=== Try it ===
Among the lines below, count those that include "TimeoutOwner", and state the count alone.

[Stored entries]
═══
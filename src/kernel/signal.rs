// Copyright 2025 The Rustux Authors
//
// Use of this source code is governed by a MIT-style
// license that can be found in the LICENSE file or at
// https://opensource.org/licenses/MIT

//! Asynchronous signals
//!
//! A signal context accumulates submissions until a thread waits on it.
//! Each delivery hands over the context's imprint together with the number
//! of submissions since the last delivery. Page faults and expired thread
//! timeouts are reported through signal contexts as well.

use core::fmt;

use crate::sched::{ThreadRef, ThreadState};

use super::error::KernelError;
use super::ipc::IpcStatus;
use super::pd::PdId;
use super::timer::TimeoutOwner;
use super::{CpuId, Kernel};

/// Kernel name of a signal context
#[derive(Debug, Clone, Copy, PartialEq, Eq, PartialOrd, Ord, Hash)]
pub struct SignalContextId(pub u32);

impl fmt::Display for SignalContextId {
    fn fmt(&self, f: &mut fmt::Formatter<'_>) -> fmt::Result {
        write!(f, "sig:{}", self.0)
    }
}

/// A delivered signal
#[derive(Debug, Clone, Copy, PartialEq, Eq)]
pub struct Signal {
    /// User-chosen value identifying the context
    pub imprint: u64,
    /// Submissions since the previous delivery
    pub count: u32,
}

/// Signal context
#[derive(Debug)]
pub struct SignalContext {
    pub(crate) pd: PdId,
    pub(crate) imprint: u64,
    pub(crate) pending: u32,
    pub(crate) waiter: Option<ThreadRef>,
}

impl SignalContext {
    pub(crate) fn new(pd: PdId, imprint: u64) -> Self {
        Self {
            pd,
            imprint,
            pending: 0,
            waiter: None,
        }
    }

    pub(crate) fn submit(&mut self, count: u32) {
        self.pending = self.pending.saturating_add(count);
    }

    /// Collect all pending submissions, if any
    pub(crate) fn take(&mut self) -> Option<Signal> {
        if self.pending == 0 {
            return None;
        }
        let count = core::mem::take(&mut self.pending);
        Some(Signal {
            imprint: self.imprint,
            count,
        })
    }

    /// Domain the context belongs to
    pub fn pd(&self) -> PdId {
        self.pd
    }

    /// Submissions not yet delivered
    pub fn pending(&self) -> u32 {
        self.pending
    }

    /// Thread waiting on the context
    pub fn waiter(&self) -> Option<ThreadRef> {
        self.waiter
    }
}

// ============================================================================
// Signal and timeout operations
// ============================================================================

impl Kernel {
    /// Create a signal context owned by `pd`
    pub fn new_signal_context(&mut self, pd: PdId, imprint: u64) -> Result<SignalContextId, KernelError> {
        self.pd(pd)?;
        let id = SignalContextId(self.next_signal);
        self.next_signal += 1;
        self.signals.insert(id, SignalContext::new(pd, imprint));
        Ok(id)
    }

    /// Destroy a signal context; a thread waiting on it fails
    pub fn delete_signal_context(&mut self, id: SignalContextId) -> Result<(), KernelError> {
        let ctx = self.signals.remove(&id).ok_or(KernelError::InvalidSignalContext(id))?;

        for thread in self.all_threads() {
            let t = self.thread_mut(thread)?;
            if t.pager == Some(id) {
                t.pager = None;
            }
            if t.timeout_signal == Some(id) {
                t.timeout_signal = None;
            }
        }
        if let Some(waiter) = ctx.waiter {
            let t = self.thread_mut(waiter)?;
            t.waiting_signal = None;
            t.utcb.set_status(IpcStatus::Failed);
            self.activate(waiter)?;
        }
        Ok(())
    }

    pub fn signal_context(&self, id: SignalContextId) -> Result<&SignalContext, KernelError> {
        self.signals.get(&id).ok_or(KernelError::InvalidSignalContext(id))
    }

    /// Submit `count` signals; wakes the thread waiting on the context
    pub fn submit_signal(&mut self, id: SignalContextId, count: u32) -> Result<(), KernelError> {
        let ctx = self.signals.get_mut(&id).ok_or(KernelError::InvalidSignalContext(id))?;
        ctx.submit(count);

        let Some(waiter) = ctx.waiter else {
            return Ok(());
        };
        let Some(signal) = ctx.take() else {
            return Ok(());
        };
        ctx.waiter = None;

        let t = self.thread_mut(waiter)?;
        t.waiting_signal = None;
        t.utcb.set_signal(signal);
        t.utcb.set_status(IpcStatus::Ok);
        self.activate(waiter)
    }

    /// Wait for a signal at `id`
    ///
    /// Returns pending signals right away; otherwise blocks the thread and
    /// returns `None`. The signal is then found in the thread's UTCB.
    pub fn await_signal(&mut self, thread: ThreadRef, id: SignalContextId) -> Result<Option<Signal>, KernelError> {
        self.require_state(thread, ThreadState::Runnable)?;
        let ctx = self.signals.get_mut(&id).ok_or(KernelError::InvalidSignalContext(id))?;
        if ctx.waiter.is_some() {
            return Err(KernelError::InvalidState(ThreadState::AwaitsSignal));
        }

        if let Some(signal) = ctx.take() {
            self.thread_mut(thread)?.utcb.set_status(IpcStatus::Ok);
            return Ok(Some(signal));
        }

        ctx.waiter = Some(thread);
        let t = self.thread_mut(thread)?;
        t.waiting_signal = Some(id);
        t.utcb.set_status(IpcStatus::Pending);
        self.block(thread, ThreadState::AwaitsSignal)?;
        Ok(None)
    }

    /// Take the signal delivered to `thread` while it was blocked
    pub fn take_signal(&mut self, thread: ThreadRef) -> Result<Option<Signal>, KernelError> {
        Ok(self.thread_mut(thread)?.utcb.take_signal())
    }

    /// Arm the timeout of `thread`: `ctx` is signaled after `duration_us`
    ///
    /// Re-arming replaces a pending timeout.
    pub fn timeout(&mut self, thread: ThreadRef, duration_us: u64, ctx: SignalContextId) -> Result<(), KernelError> {
        self.signal_context(ctx)?;
        let t = self.thread_mut(thread)?;
        if t.state == ThreadState::AwaitStart || t.state.is_dead() {
            return Err(KernelError::InvalidState(t.state));
        }
        t.timeout_signal = Some(ctx);
        let cpu = t.cpu;

        let ticks = self.time_base.us_to_ticks(duration_us);
        self.cpu_mut(cpu)?
            .timer_mut()
            .set_timeout(TimeoutOwner::Thread(thread), ticks);
        Ok(())
    }

    /// Microseconds since the pending timeout of `thread` was armed
    ///
    /// Zero if no timeout is pending.
    pub fn timeout_age_us(&mut self, thread: ThreadRef) -> Result<u64, KernelError> {
        let cpu = self.thread(thread)?.cpu;
        let time_base = self.time_base;
        let age = self
            .cpu_mut(cpu)?
            .timer_mut()
            .timeout_age(TimeoutOwner::Thread(thread))
            .unwrap_or(0);
        Ok(time_base.ticks_to_us(age))
    }

    /// Longest timeout `cpu` can program in one go, in microseconds
    pub fn timeout_max_us(&self, cpu: CpuId) -> Result<u64, KernelError> {
        Ok(self.cpu(cpu)?.timer().timeout_max_us())
    }

    pub(crate) fn timeout_triggered(&mut self, thread: ThreadRef) {
        let Ok(t) = self.thread(thread) else {
            return;
        };
        if let Some(ctx) = t.timeout_signal {
            if let Err(err) = self.submit_signal(ctx, 1) {
                log::warn!("{}: timeout signal lost: {}", thread, err);
            }
        }
    }
}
═══
=== Solution ===
3